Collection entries
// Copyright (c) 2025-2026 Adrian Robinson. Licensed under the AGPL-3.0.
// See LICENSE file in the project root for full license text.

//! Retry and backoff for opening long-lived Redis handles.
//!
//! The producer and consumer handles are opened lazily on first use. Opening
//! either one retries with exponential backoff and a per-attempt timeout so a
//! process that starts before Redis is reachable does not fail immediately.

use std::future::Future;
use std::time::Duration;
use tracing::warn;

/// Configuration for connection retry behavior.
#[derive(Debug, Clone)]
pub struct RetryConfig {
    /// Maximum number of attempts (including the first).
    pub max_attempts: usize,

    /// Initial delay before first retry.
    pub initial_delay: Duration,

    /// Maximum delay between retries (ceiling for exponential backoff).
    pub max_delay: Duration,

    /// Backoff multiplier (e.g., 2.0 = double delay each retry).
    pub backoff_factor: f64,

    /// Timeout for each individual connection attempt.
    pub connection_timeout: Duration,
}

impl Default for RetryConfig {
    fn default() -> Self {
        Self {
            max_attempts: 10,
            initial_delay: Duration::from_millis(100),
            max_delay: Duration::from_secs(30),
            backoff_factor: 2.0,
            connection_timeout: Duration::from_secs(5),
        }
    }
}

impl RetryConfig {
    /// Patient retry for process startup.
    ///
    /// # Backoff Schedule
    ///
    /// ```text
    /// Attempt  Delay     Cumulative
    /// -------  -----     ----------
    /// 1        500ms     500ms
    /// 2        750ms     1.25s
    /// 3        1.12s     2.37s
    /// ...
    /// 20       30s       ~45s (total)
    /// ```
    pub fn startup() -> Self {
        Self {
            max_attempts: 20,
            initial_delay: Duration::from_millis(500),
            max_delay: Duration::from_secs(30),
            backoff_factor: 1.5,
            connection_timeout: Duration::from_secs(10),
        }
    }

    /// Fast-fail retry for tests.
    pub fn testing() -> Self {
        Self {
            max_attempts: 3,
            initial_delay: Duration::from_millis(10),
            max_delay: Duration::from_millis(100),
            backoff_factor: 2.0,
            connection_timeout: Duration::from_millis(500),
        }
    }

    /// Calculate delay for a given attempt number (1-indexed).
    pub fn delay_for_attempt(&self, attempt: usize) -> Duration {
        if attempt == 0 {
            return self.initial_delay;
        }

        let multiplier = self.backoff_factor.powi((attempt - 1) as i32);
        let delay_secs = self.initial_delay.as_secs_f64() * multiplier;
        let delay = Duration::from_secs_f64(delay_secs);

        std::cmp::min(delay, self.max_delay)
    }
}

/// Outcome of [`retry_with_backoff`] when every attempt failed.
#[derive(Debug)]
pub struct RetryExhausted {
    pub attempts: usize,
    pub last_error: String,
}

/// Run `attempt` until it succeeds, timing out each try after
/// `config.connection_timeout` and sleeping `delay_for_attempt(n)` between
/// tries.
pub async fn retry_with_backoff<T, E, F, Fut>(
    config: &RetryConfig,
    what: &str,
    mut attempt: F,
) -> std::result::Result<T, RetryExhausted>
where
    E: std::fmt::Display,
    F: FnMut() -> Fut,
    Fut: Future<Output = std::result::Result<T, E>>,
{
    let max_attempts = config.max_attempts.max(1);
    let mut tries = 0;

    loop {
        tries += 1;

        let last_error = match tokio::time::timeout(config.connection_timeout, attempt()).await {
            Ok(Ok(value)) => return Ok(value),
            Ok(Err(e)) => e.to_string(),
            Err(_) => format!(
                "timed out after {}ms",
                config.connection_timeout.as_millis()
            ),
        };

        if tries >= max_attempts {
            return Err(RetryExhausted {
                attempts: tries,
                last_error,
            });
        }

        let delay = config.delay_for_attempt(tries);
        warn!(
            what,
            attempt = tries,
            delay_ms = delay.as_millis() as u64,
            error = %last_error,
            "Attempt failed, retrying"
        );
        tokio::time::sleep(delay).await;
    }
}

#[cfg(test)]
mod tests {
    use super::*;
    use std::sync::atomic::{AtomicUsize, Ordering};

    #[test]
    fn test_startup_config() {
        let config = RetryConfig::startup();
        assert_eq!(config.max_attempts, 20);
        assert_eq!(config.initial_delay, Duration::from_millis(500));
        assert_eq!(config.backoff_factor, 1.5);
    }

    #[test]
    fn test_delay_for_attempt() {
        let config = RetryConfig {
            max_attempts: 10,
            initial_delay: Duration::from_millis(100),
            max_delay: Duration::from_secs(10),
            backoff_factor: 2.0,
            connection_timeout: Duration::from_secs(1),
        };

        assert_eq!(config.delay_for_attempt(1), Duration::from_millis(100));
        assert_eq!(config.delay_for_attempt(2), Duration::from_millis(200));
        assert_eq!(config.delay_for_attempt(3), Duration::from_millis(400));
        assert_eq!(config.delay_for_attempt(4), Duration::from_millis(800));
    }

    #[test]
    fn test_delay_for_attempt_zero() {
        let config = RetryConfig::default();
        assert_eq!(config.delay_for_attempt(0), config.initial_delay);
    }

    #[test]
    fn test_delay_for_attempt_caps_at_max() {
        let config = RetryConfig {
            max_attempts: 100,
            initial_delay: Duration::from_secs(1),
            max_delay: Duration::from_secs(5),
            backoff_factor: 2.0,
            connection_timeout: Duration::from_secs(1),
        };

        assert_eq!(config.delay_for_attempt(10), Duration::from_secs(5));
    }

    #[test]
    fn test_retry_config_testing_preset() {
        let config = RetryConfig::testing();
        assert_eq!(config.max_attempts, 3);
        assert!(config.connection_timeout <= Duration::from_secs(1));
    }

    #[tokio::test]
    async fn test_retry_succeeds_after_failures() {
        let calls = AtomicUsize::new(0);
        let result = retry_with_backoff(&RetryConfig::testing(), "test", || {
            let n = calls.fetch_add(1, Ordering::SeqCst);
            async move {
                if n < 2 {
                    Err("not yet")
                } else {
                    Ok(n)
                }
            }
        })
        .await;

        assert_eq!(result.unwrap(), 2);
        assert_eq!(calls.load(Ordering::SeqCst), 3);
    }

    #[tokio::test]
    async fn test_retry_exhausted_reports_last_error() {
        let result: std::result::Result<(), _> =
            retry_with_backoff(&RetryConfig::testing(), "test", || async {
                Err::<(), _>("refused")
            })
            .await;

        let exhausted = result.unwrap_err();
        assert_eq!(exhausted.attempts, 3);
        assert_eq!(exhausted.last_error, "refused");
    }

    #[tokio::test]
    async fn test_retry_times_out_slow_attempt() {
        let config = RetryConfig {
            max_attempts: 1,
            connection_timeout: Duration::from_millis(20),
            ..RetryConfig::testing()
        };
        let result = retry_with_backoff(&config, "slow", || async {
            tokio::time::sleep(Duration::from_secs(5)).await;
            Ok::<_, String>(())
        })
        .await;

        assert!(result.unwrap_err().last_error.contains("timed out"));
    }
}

#### What you will do:
Keeping every word as it is, repeat all of the records.

#### Finished exercise:
// Copyright (c) 2025-2026 Adrian Robinson. Licensed under the AGPL-3.0.
// See LICENSE file in the project root for full license text.

//! Retry and backoff for opening long-lived Redis handles.
//!
//! The producer and consumer handles are opened lazily on first use. Opening
//! either one retries with exponential backoff and a per-attempt timeout so a
//! process that starts before Redis is reachable does not fail immediately.

use std::future::Future;
use std::time::Duration;
use tracing::warn;

/// Configuration for connection retry behavior.
#[derive(Debug, Clone)]
pub struct RetryConfig {
    /// Maximum number of attempts (including the first).
    pub max_attempts: usize,

    /// Initial delay before first retry.
    pub initial_delay: Duration,

    /// Maximum delay between retries (ceiling for exponential backoff).
    pub max_delay: Duration,

    /// Backoff multiplier (e.g., 2.0 = double delay each retry).
    pub backoff_factor: f64,

    /// Timeout for each individual connection attempt.
    pub connection_timeout: Duration,
}

impl Default for RetryConfig {
    fn default() -> Self {
        Self {
            max_attempts: 10,
            initial_delay: Duration::from_millis(100),
            max_delay: Duration::from_secs(30),
            backoff_factor: 2.0,
            connection_timeout: Duration::from_secs(5),
        }
    }
}

impl RetryConfig {
    /// Patient retry for process startup.
    ///
    /// # Backoff Schedule
    ///
    /// ```text
    /// Attempt  Delay     Cumulative
    /// -------  -----     ----------
    /// 1        500ms     500ms
    /// 2        750ms     1.25s
    /// 3        1.12s     2.37s
    /// ...
    /// 20       30s       ~45s (total)
    /// ```
    pub fn startup() -> Self {
        Self {
            max_attempts: 20,
            initial_delay: Duration::from_millis(500),
            max_delay: Duration::from_secs(30),
            backoff_factor: 1.5,
            connection_timeout: Duration::from_secs(10),
        }
    }

    /// Fast-fail retry for tests.
    pub fn testing() -> Self {
        Self {
            max_attempts: 3,
            initial_delay: Duration::from_millis(10),
            max_delay: Duration::from_millis(100),
            backoff_factor: 2.0,
            connection_timeout: Duration::from_millis(500),
        }
    }

    /// Calculate delay for a given attempt number (1-indexed).
    pub fn delay_for_attempt(&self, attempt: usize) -> Duration {
        if attempt == 0 {
            return self.initial_delay;
        }

        let multiplier = self.backoff_factor.powi((attempt - 1) as i32);
        let delay_secs = self.initial_delay.as_secs_f64() * multiplier;
        let delay = Duration::from_secs_f64(delay_secs);

        std::cmp::min(delay, self.max_delay)
    }
}

/// Outcome of [`retry_with_backoff`] when every attempt failed.
#[derive(Debug)]
pub struct RetryExhausted {
    pub attempts: usize,
    pub last_error: String,
}

/// Run `attempt` until it succeeds, timing out each try after
/// `config.connection_timeout` and sleeping `delay_for_attempt(n)` between
/// tries.
pub async fn retry_with_backoff<T, E, F, Fut>(
    config: &RetryConfig,
    what: &str,
    mut attempt: F,
) -> std::result::Result<T, RetryExhausted>
where
    E: std::fmt::Display,
    F: FnMut() -> Fut,
    Fut: Future<Output = std::result::Result<T, E>>,
{
    let max_attempts = config.max_attempts.max(1);
    let mut tries = 0;

    loop {
        tries += 1;

        let last_error = match tokio::time::timeout(config.connection_timeout, attempt()).await {
            Ok(Ok(value)) => return Ok(value),
            Ok(Err(e)) => e.to_string(),
            Err(_) => format!(
                "timed out after {}ms",
                config.connection_timeout.as_millis()
            ),
        };

        if tries >= max_attempts {
            return Err(RetryExhausted {
                attempts: tries,
                last_error,
            });
        }

        let delay = config.delay_for_attempt(tries);
        warn!(
            what,
            attempt = tries,
            delay_ms = delay.as_millis() as u64,
            error = %last_error,
            "Attempt failed, retrying"
        );
        tokio::time::sleep(delay).await;
    }
}

#[cfg(test)]
mod tests {
    use super::*;
    use std::sync::atomic::{AtomicUsize, Ordering};

    #[test]
    fn test_startup_config() {
        let config = RetryConfig::startup();
        assert_eq!(config.max_attempts, 20);
        assert_eq!(config.initial_delay, Duration::from_millis(500));
        assert_eq!(config.backoff_factor, 1.5);
    }

    #[test]
    fn test_delay_for_attempt() {
        let config = RetryConfig {
            max_attempts: 10,
            initial_delay: Duration::from_millis(100),
            max_delay: Duration::from_secs(10),
            backoff_factor: 2.0,
            connection_timeout: Duration::from_secs(1),
        };

        assert_eq!(config.delay_for_attempt(1), Duration::from_millis(100));
        assert_eq!(config.delay_for_attempt(2), Duration::from_millis(200));
        assert_eq!(config.delay_for_attempt(3), Duration::from_millis(400));
        assert_eq!(config.delay_for_attempt(4), Duration::from_millis(800));
    }

    #[test]
    fn test_delay_for_attempt_zero() {
        let config = RetryConfig::default();
        assert_eq!(config.delay_for_attempt(0), config.initial_delay);
    }

    #[test]
    fn test_delay_for_attempt_caps_at_max() {
        let config = RetryConfig {
            max_attempts: 100,
            initial_delay: Duration::from_secs(1),
            max_delay: Duration::from_secs(5),
            backoff_factor: 2.0,
            connection_timeout: Duration::from_secs(1),
        };

        assert_eq!(config.delay_for_attempt(10), Duration::from_secs(5));
    }

    #[test]
    fn test_retry_config_testing_preset() {
        let config = RetryConfig::testing();
        assert_eq!(config.max_attempts, 3);
        assert!(config.connection_timeout <= Duration::from_secs(1));
    }

    #[tokio::test]
    async fn test_retry_succeeds_after_failures() {
        let calls = AtomicUsize::new(0);
        let result = retry_with_backoff(&RetryConfig::testing(), "test", || {
            let n = calls.fetch_add(1, Ordering::SeqCst);
            async move {
                if n < 2 {
                    Err("not yet")
                } else {
                    Ok(n)
                }
            }
        })
        .await;

        assert_eq!(result.unwrap(), 2);
        assert_eq!(calls.load(Ordering::SeqCst), 3);
    }

    #[tokio::test]
    async fn test_retry_exhausted_reports_last_error() {
        let result: std::result::Result<(), _> =
            retry_with_backoff(&RetryConfig::testing(), "test", || async {
                Err::<(), _>("refused")
            })
            .await;

        let exhausted = result.unwrap_err();
        assert_eq!(exhausted.attempts, 3);
        assert_eq!(exhausted.last_error, "refused");
    }

    #[tokio::test]
    async fn test_retry_times_out_slow_attempt() {
        let config = RetryConfig {
            max_attempts: 1,
            connection_timeout: Duration::from_millis(20),
            ..RetryConfig::testing()
        };
        let result = retry_with_backoff(&config, "slow", || async {
            tokio::time::sleep(Duration::from_secs(5)).await;
            Ok::<_, String>(())
        })
        .await;

        assert!(result.unwrap_err().last_error.contains("timed out"));
    }
}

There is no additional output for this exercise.